Oh that’s pretty cool, thanks for sharing! I was not aware this had caught on so please don’t take my initial comment as a sarcastic dismissal but rather as a lack of awareness :)
I just followed the link to your blog and i really like the design. Also i liked what i read, especially about contract-based dependency management. I myself had some thoughts (just raw notes with lots of typos/mistakes not a published articles yet) on the topic (about how to specify API/CLI contracts as part documents readable both by humans and by machines) and i’d be thrilled to discuss it further and maybe actually start implementing something (i’m part-time hacking on a SSG, a DIY CI/CD system, and a selfhosting distro and i could really use some specification/testing system that’s not overtly complex).
Hope to see you around on IRC/XMPP maybe?
<3
Aww, thank you!
Perhaps we need a Lemmy community for that kind of stuff? 🤔
Oh hah, I used to (I even ran several XMPP servers back in the day). Now I am on Matrix, as this is just the easiest for me. And fedi, of course.

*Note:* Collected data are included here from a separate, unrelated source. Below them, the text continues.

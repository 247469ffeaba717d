//! Listener address and timeouts.

use std::net::{IpAddr, SocketAddr};
use std::ops::RangeInclusive;
use std::time::Duration;

use anyhow::ensure;
use clap::Args;

use crate::TRACING_TARGET_CONFIG;

/// Lowest port that does not need elevated privileges.
const MIN_UNPRIVILEGED_PORT: u16 = 1024;

/// Accepted range for both timeouts, in seconds.
const TIMEOUT_SECS: RangeInclusive<u64> = 1..=300;

/// Where to listen and how long to wait.
#[derive(Debug, Clone, Args)]
#[must_use = "config does nothing unless you use it"]
pub struct ServerConfig {
    /// Interface address to listen on.
    #[arg(long, env = "HOST", default_value = "127.0.0.1")]
    pub host: IpAddr,

    /// Port to listen on (1024 or above).
    #[arg(short = 'p', long, env = "PORT", default_value_t = 3000)]
    pub port: u16,

    /// Seconds before a request is answered with a 500 and abandoned.
    #[arg(long, env = "REQUEST_TIMEOUT", default_value_t = 30)]
    pub request_timeout: u64,

    /// Seconds in-flight requests may run after a shutdown signal.
    #[arg(long, env = "SHUTDOWN_TIMEOUT", default_value_t = 30)]
    pub shutdown_timeout: u64,
}

impl ServerConfig {
    pub fn validate(&self) -> anyhow::Result<()> {
        ensure!(
            self.port >= MIN_UNPRIVILEGED_PORT,
            "port {} needs root privileges, pick one from {MIN_UNPRIVILEGED_PORT} upwards",
            self.port,
        );

        for (name, secs) in [
            ("request timeout", self.request_timeout),
            ("shutdown timeout", self.shutdown_timeout),
        ] {
            ensure!(
                TIMEOUT_SECS.contains(&secs),
                "{name} of {secs}s is outside {}..={}s",
                TIMEOUT_SECS.start(),
                TIMEOUT_SECS.end(),
            );
        }

        Ok(())
    }

    #[must_use]
    pub const fn server_addr(&self) -> SocketAddr {
        SocketAddr::new(self.host, self.port)
    }

    #[must_use]
    pub const fn request_timeout(&self) -> Duration {
        Duration::from_secs(self.request_timeout)
    }

    #[must_use]
    pub const fn shutdown_timeout(&self) -> Duration {
        Duration::from_secs(self.shutdown_timeout)
    }

    /// Whether the host is `0.0.0.0` or `::`.
    #[must_use]
    pub fn binds_to_all_interfaces(&self) -> bool {
        self.host.is_unspecified()
    }

    pub fn log(&self) {
        tracing::info!(
            target: TRACING_TARGET_CONFIG,
            addr = %self.server_addr(),
            request_timeout_secs = self.request_timeout,
            shutdown_timeout_secs = self.shutdown_timeout,
            "server configuration loaded"
        );
    }
}
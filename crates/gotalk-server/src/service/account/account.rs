use std::fmt;

use jiff::Timestamp;
use uuid::Uuid;

/// A registered identity.
#[derive(Clone, PartialEq, Eq)]
pub struct Account {
    /// Random (v4) identifier, assigned at registration.
    pub id: Uuid,
    /// Unique display name.
    pub username: String,
    /// PHC-formatted credential hash.
    pub password_hash: String,
    pub created_at: Timestamp,
    pub updated_at: Timestamp,
}

impl Account {
    /// Creates a new account with a fresh identifier.
    ///
    /// Both timestamps are set to the current time.
    pub fn new(username: impl Into<String>, password_hash: impl Into<String>) -> Self {
        let now = Timestamp::now();
        Self {
            id: Uuid::new_v4(),
            username: username.into(),
            password_hash: password_hash.into(),
            created_at: now,
            updated_at: now,
        }
    }
}

impl fmt::Debug for Account {
    fn fmt(&self, f: &mut fmt::Formatter<'_>) -> fmt::Result {
        f.debug_struct("Account")
            .field("id", &self.id)
            .field("username", &self.username)
            .field("password_hash", &"[REDACTED]")
            .field("created_at", &self.created_at)
            .field("updated_at", &self.updated_at)
            .finish()
    }
}

impl From<gotalk_postgres::model::Account> for Account {
    fn from(account: gotalk_postgres::model::Account) -> Self {
        Self {
            id: account.id,
            created_at: account.created_at(),
            updated_at: account.updated_at(),
            username: account.username,
            password_hash: account.password_hash,
        }
    }
}

impl From<Account> for gotalk_postgres::model::NewAccount {
    fn from(account: Account) -> Self {
        Self {
            id: account.id,
            username: account.username,
            password_hash: account.password_hash,
            created_at: account.created_at.into(),
            updated_at: account.updated_at.into(),
        }
    }
}

impl From<Account> for gotalk_postgres::model::UpdateAccount {
    fn from(account: Account) -> Self {
        Self {
            username: Some(account.username),
            password_hash: Some(account.password_hash),
            updated_at: Some(account.updated_at.into()),
        }
    }
}
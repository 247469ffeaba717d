//! Account registration, authentication and lifecycle.
//!
//! [`AccountService`] composes the password policy, the credential hasher and
//! an [`AccountStore`]. Two stores are provided: [`PgAccountStore`] backed by
//! PostgreSQL and [`MemoryAccountStore`] for tests and local runs.

mod account;
mod memory_store;
mod pg_store;
mod service;
mod store;

pub use account::Account;
pub use memory_store::MemoryAccountStore;
pub use pg_store::PgAccountStore;
pub use service::{AccountError, AccountService, AccountUpdate};
pub use store::{AccountStore, StoreError};

/// Tracing target for account operations.
pub(crate) const TRACING_TARGET_ACCOUNT: &str = "gotalk_server::service::account";
//! Account response types.

use jiff::Timestamp;
use serde::{Deserialize, Serialize};
use uuid::Uuid;

use crate::service::Account as AccountModel;

/// Response returned after registration.
#[must_use]
#[derive(Debug, Clone, Serialize, Deserialize)]
#[serde(rename_all = "camelCase")]
pub struct RegisteredAccount {
    pub id: Uuid,
    pub username: String,
    pub created_at: Timestamp,
}

impl From<AccountModel> for RegisteredAccount {
    fn from(account: AccountModel) -> Self {
        Self {
            id: account.id,
            username: account.username,
            created_at: account.created_at,
        }
    }
}

/// The authenticated account.
#[must_use]
#[derive(Debug, Clone, Serialize, Deserialize)]
#[serde(rename_all = "camelCase")]
pub struct Account {
    pub id: Uuid,
    pub username: String,
    pub created_at: Timestamp,
    pub updated_at: Timestamp,
}

impl From<AccountModel> for Account {
    fn from(account: AccountModel) -> Self {
        Self {
            id: account.id,
            username: account.username,
            created_at: account.created_at,
            updated_at: account.updated_at,
        }
    }
}

/// Response returned after an account update.
#[must_use]
#[derive(Debug, Clone, Serialize, Deserialize)]
#[serde(rename_all = "camelCase")]
pub struct UpdatedAccount {
    pub id: Uuid,
    pub username: String,
    pub updated_at: Timestamp,
}

impl From<AccountModel> for UpdatedAccount {
    fn from(account: AccountModel) -> Self {
        Self {
            id: account.id,
            username: account.username,
            updated_at: account.updated_at,
        }
    }
}
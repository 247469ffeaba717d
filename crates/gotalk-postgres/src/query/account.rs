//! Account repository.

use std::future::Future;

use diesel::prelude::*;
use diesel_async::RunQueryDsl;
use uuid::Uuid;

use crate::model::{Account, NewAccount, UpdateAccount};
use crate::{PgConnection, PgError, PgResult, TRACING_TARGET_QUERY, schema};

/// Account storage operations.
///
/// Username uniqueness is enforced by the `accounts_username_unique`
/// constraint, so concurrent inserts of the same name fail with a unique
/// violation instead of creating duplicates.
pub trait AccountRepository {
    /// Inserts a new account and returns the stored row.
    fn create_account(
        &mut self,
        new_account: NewAccount,
    ) -> impl Future<Output = PgResult<Account>> + Send;

    /// Finds an account by its identifier.
    fn find_account_by_id(
        &mut self,
        account_id: Uuid,
    ) -> impl Future<Output = PgResult<Option<Account>>> + Send;

    /// Finds an account by its exact username.
    fn find_account_by_username(
        &mut self,
        username: &str,
    ) -> impl Future<Output = PgResult<Option<Account>>> + Send;

    /// Applies a partial update. Returns `None` if the account does not exist.
    fn update_account(
        &mut self,
        account_id: Uuid,
        updates: UpdateAccount,
    ) -> impl Future<Output = PgResult<Option<Account>>> + Send;

    /// Permanently removes an account. Returns whether a row was deleted.
    fn delete_account(&mut self, account_id: Uuid) -> impl Future<Output = PgResult<bool>> + Send;
}

impl AccountRepository for PgConnection {
    async fn create_account(&mut self, new_account: NewAccount) -> PgResult<Account> {
        use schema::accounts;

        let account = diesel::insert_into(accounts::table)
            .values(&new_account)
            .returning(Account::as_returning())
            .get_result(self)
            .await
            .map_err(PgError::from)?;

        tracing::debug!(target: TRACING_TARGET_QUERY, account_id = %account.id, "Account inserted");
        Ok(account)
    }

    async fn find_account_by_id(&mut self, account_id: Uuid) -> PgResult<Option<Account>> {
        use schema::accounts::{self, dsl};

        accounts::table
            .filter(dsl::id.eq(account_id))
            .select(Account::as_select())
            .first(self)
            .await
            .optional()
            .map_err(PgError::from)
    }

    async fn find_account_by_username(&mut self, username: &str) -> PgResult<Option<Account>> {
        use schema::accounts::{self, dsl};

        accounts::table
            .filter(dsl::username.eq(username))
            .select(Account::as_select())
            .first(self)
            .await
            .optional()
            .map_err(PgError::from)
    }

    async fn update_account(
        &mut self,
        account_id: Uuid,
        updates: UpdateAccount,
    ) -> PgResult<Option<Account>> {
        use schema::accounts::{self, dsl};

        diesel::update(accounts::table.filter(dsl::id.eq(account_id)))
            .set(&updates)
            .returning(Account::as_returning())
            .get_result(self)
            .await
            .optional()
            .map_err(PgError::from)
    }

    async fn delete_account(&mut self, account_id: Uuid) -> PgResult<bool> {
        use schema::accounts::{self, dsl};

        let rows = diesel::delete(accounts::table.filter(dsl::id.eq(account_id)))
            .execute(self)
            .await
            .map_err(PgError::from)?;

        tracing::debug!(target: TRACING_TARGET_QUERY, %account_id, rows, "Account deleted");
        Ok(rows > 0)
    }
}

I don’t think it’s exactly the right tool for the job, but it’d be better than nothing. I’m personally interested in tooling that would help bridging the gap between curated info (like a wiki), long-lived discussions (mailing-list/forum) and instant messaging (chatrooms), but i don’t know any tool that would help with that yet.
Just curious: how is Matrix easier as a sysadmin? I’ve personally heard quite opposite feedback. Do you have maybe a bifrost instance on hackerspace.pl that i could reach you through? Otherwise i’ll try through a public instance :)
Take care <3
Easy: I don’t run it. Simplicity for me comes not from how easy it is to sysadmin it, but how many communities I am a part of use it. IRC, as much as I hate to say it, is slowly dying away (FreeNode shitstorm did not help here), and XMPP is not great at creating community spaces. So, Matrix it is for me.
No clue what bifrost is.
That will probably work best.
Yeah i agree. I started talking/drafting about XMPP Spaces a few months back. Hopefully i can find time to implement that in a client/server sometime :)
I added you on Matrix via aria-net.org gateway. bifrost is a matrix<->XMPP gateway but unfortunately the official matrix.org instance is really bad bad bad but from what i hear the aria-net.org fork runs much better…i guess we’ll see!